ACTION ITEM:
Please copy out the lines in the entries that contain "reason".

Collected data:

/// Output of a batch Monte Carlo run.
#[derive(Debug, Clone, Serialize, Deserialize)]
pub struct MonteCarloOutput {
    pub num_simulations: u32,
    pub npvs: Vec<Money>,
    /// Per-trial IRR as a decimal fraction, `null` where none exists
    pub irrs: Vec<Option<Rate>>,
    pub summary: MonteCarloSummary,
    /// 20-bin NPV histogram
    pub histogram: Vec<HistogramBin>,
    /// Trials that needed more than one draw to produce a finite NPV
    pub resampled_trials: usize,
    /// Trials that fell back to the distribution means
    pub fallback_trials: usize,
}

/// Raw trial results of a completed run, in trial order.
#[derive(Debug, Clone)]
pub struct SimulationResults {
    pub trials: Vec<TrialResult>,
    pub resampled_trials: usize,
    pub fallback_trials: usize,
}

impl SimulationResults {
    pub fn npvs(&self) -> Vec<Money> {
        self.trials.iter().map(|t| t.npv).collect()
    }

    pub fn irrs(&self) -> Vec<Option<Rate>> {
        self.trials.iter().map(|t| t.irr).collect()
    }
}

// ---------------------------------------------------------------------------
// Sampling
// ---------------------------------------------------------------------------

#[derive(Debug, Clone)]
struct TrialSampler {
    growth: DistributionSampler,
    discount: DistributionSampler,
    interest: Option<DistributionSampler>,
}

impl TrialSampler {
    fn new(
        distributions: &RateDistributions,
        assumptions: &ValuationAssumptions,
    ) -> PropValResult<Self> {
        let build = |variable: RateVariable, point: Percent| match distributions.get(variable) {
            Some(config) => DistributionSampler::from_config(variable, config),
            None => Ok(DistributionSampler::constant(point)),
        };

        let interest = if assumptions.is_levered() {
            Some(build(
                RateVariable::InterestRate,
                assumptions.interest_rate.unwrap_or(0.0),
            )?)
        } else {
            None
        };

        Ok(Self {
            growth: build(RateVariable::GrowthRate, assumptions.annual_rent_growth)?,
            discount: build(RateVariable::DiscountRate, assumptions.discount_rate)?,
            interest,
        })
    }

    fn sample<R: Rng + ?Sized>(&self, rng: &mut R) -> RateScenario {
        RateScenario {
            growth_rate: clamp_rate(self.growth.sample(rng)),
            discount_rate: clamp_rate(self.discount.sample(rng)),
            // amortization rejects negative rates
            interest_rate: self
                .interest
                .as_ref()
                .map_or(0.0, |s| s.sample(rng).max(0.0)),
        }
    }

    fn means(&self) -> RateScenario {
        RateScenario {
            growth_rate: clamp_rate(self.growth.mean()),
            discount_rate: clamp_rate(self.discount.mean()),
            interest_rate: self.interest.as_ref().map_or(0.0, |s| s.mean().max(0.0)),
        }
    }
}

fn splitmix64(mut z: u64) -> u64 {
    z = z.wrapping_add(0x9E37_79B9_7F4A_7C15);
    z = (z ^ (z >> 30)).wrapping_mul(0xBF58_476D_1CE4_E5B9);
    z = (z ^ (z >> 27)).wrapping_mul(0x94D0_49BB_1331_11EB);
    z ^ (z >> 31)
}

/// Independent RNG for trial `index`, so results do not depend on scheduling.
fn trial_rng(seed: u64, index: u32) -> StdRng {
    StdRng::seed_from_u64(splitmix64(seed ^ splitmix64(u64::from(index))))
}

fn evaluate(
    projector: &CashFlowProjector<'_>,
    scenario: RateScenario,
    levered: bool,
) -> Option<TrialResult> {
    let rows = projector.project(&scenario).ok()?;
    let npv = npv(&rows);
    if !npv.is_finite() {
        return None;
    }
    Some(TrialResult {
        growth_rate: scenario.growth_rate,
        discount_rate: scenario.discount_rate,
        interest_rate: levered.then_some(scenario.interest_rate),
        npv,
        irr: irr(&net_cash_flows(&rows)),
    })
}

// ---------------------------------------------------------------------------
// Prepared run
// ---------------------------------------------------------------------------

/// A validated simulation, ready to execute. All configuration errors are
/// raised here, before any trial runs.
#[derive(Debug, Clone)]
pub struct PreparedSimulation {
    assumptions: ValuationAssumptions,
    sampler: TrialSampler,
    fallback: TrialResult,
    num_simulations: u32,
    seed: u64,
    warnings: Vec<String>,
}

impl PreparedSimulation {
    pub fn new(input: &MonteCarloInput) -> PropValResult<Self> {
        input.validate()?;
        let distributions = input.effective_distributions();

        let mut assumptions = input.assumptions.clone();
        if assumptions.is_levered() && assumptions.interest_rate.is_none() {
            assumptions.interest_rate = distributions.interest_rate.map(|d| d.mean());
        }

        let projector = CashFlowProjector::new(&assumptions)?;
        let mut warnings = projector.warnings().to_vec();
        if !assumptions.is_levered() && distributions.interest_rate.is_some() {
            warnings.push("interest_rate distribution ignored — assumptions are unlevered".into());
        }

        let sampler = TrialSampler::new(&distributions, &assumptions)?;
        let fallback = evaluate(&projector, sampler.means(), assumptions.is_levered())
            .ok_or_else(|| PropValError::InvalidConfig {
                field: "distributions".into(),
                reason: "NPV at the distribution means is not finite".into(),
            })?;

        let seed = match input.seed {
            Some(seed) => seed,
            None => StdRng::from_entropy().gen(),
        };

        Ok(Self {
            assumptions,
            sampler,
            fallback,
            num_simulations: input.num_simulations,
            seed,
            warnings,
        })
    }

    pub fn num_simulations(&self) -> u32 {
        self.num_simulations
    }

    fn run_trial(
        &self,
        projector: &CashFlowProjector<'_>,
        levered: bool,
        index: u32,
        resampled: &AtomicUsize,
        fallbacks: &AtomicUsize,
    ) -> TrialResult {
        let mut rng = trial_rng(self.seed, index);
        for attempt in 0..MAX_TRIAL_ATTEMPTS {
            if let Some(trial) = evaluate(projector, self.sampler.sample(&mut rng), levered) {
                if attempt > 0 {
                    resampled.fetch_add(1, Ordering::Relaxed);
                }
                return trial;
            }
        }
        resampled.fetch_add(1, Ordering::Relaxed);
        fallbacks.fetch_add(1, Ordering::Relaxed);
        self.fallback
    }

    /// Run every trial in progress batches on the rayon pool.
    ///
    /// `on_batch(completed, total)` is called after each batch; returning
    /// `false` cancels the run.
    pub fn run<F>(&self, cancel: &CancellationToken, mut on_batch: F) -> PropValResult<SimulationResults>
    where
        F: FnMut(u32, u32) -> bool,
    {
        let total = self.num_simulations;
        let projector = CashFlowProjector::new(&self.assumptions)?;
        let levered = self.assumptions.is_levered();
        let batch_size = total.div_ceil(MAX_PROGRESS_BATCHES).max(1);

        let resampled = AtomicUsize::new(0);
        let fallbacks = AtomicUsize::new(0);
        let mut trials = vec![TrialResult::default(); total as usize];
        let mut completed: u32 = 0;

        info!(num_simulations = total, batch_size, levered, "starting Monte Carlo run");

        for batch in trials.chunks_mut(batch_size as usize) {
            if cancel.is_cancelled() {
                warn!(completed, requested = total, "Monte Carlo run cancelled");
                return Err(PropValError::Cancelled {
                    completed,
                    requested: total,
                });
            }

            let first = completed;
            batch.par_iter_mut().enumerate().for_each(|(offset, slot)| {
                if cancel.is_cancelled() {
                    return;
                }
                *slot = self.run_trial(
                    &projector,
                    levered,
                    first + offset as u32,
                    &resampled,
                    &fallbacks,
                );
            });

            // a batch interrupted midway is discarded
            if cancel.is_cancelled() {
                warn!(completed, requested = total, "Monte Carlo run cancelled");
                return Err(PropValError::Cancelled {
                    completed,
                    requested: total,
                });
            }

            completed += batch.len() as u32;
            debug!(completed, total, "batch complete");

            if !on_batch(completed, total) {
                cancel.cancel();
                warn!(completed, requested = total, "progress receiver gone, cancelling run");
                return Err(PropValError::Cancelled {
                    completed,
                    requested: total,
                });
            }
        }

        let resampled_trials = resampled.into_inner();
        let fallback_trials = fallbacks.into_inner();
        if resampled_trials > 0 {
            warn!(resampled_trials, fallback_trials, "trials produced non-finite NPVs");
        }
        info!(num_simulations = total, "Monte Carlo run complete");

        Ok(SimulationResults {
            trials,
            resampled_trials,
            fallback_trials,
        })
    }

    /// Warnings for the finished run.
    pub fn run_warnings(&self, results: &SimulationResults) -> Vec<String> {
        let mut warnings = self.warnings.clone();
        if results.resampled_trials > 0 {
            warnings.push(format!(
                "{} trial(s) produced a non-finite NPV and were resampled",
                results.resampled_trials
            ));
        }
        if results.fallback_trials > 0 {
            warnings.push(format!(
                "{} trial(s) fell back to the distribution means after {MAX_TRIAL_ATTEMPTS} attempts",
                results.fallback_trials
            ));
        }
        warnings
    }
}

--

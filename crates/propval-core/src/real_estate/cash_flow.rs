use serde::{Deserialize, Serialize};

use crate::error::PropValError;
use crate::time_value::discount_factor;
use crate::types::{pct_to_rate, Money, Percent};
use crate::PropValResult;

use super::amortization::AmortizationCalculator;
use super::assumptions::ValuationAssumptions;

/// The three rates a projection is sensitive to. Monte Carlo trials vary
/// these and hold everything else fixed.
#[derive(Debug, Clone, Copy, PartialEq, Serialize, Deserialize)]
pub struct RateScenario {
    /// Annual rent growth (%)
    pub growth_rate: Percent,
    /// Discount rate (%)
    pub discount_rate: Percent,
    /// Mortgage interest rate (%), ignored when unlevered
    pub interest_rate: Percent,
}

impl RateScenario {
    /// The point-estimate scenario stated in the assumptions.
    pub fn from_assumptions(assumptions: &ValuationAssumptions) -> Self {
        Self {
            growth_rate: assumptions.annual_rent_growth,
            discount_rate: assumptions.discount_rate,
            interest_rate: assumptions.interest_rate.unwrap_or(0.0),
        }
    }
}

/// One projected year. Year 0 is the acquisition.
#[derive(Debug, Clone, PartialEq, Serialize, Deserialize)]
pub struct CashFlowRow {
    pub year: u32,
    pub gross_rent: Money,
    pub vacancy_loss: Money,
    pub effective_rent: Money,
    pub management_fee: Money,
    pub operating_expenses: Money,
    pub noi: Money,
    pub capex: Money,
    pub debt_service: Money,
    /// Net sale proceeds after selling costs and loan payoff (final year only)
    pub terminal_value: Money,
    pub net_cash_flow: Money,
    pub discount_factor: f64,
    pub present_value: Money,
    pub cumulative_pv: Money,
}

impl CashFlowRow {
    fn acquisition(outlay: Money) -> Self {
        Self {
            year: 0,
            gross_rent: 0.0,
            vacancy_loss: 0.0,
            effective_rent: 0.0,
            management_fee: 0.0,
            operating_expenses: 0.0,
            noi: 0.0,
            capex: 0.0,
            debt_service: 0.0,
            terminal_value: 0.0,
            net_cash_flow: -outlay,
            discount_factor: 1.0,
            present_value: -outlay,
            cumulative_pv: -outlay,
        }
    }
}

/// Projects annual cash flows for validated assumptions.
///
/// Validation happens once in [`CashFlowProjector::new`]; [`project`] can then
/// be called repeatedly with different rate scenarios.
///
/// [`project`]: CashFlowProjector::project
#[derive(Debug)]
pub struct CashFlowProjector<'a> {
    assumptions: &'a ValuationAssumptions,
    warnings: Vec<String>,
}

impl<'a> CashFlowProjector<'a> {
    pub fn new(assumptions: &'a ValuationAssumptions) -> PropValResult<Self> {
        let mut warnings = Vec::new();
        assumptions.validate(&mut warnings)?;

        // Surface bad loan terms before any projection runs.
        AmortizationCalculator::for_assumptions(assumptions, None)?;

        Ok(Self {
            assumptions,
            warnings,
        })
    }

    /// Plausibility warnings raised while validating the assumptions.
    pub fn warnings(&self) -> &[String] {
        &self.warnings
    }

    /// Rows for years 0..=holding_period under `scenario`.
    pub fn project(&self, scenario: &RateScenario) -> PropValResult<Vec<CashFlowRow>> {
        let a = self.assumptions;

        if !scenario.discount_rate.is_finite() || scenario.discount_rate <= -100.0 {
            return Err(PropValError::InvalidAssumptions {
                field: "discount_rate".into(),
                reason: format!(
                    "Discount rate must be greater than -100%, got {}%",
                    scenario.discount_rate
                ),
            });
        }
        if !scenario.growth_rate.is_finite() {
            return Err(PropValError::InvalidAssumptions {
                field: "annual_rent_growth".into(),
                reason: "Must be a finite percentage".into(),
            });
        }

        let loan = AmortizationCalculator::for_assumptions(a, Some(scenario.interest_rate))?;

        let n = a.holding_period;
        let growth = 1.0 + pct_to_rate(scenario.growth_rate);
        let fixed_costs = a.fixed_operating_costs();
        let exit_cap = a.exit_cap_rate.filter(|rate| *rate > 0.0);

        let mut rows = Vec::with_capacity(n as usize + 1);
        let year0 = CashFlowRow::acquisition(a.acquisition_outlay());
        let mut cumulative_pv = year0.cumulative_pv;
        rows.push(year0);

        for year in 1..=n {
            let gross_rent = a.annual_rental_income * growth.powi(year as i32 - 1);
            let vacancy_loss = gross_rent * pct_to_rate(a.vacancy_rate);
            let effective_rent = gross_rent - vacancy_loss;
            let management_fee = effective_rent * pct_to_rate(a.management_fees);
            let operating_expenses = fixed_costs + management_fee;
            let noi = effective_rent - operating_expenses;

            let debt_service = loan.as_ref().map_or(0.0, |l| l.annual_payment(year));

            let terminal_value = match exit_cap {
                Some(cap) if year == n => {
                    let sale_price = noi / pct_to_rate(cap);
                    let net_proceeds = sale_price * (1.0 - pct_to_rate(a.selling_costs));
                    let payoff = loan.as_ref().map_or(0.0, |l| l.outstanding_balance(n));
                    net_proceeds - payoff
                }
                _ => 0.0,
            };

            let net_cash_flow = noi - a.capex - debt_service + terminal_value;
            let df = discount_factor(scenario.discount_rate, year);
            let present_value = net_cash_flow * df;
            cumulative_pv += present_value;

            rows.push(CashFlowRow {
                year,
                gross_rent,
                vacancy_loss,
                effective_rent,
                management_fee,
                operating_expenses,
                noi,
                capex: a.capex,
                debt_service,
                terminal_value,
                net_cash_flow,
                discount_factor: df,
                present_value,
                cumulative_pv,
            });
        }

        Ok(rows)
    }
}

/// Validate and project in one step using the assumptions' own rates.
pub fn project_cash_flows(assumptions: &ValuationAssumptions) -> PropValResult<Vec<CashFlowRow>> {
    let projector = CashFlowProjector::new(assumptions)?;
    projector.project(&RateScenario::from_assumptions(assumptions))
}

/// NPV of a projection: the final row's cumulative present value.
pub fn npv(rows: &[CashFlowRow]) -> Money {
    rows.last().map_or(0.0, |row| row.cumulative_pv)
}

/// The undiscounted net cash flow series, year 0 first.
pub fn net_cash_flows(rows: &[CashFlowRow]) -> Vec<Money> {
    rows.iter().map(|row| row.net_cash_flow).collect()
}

RESULT:
                reason: "NPV at the distribution means is not finite".into(),
                reason: format!(
                reason: "Must be a finite percentage".into(),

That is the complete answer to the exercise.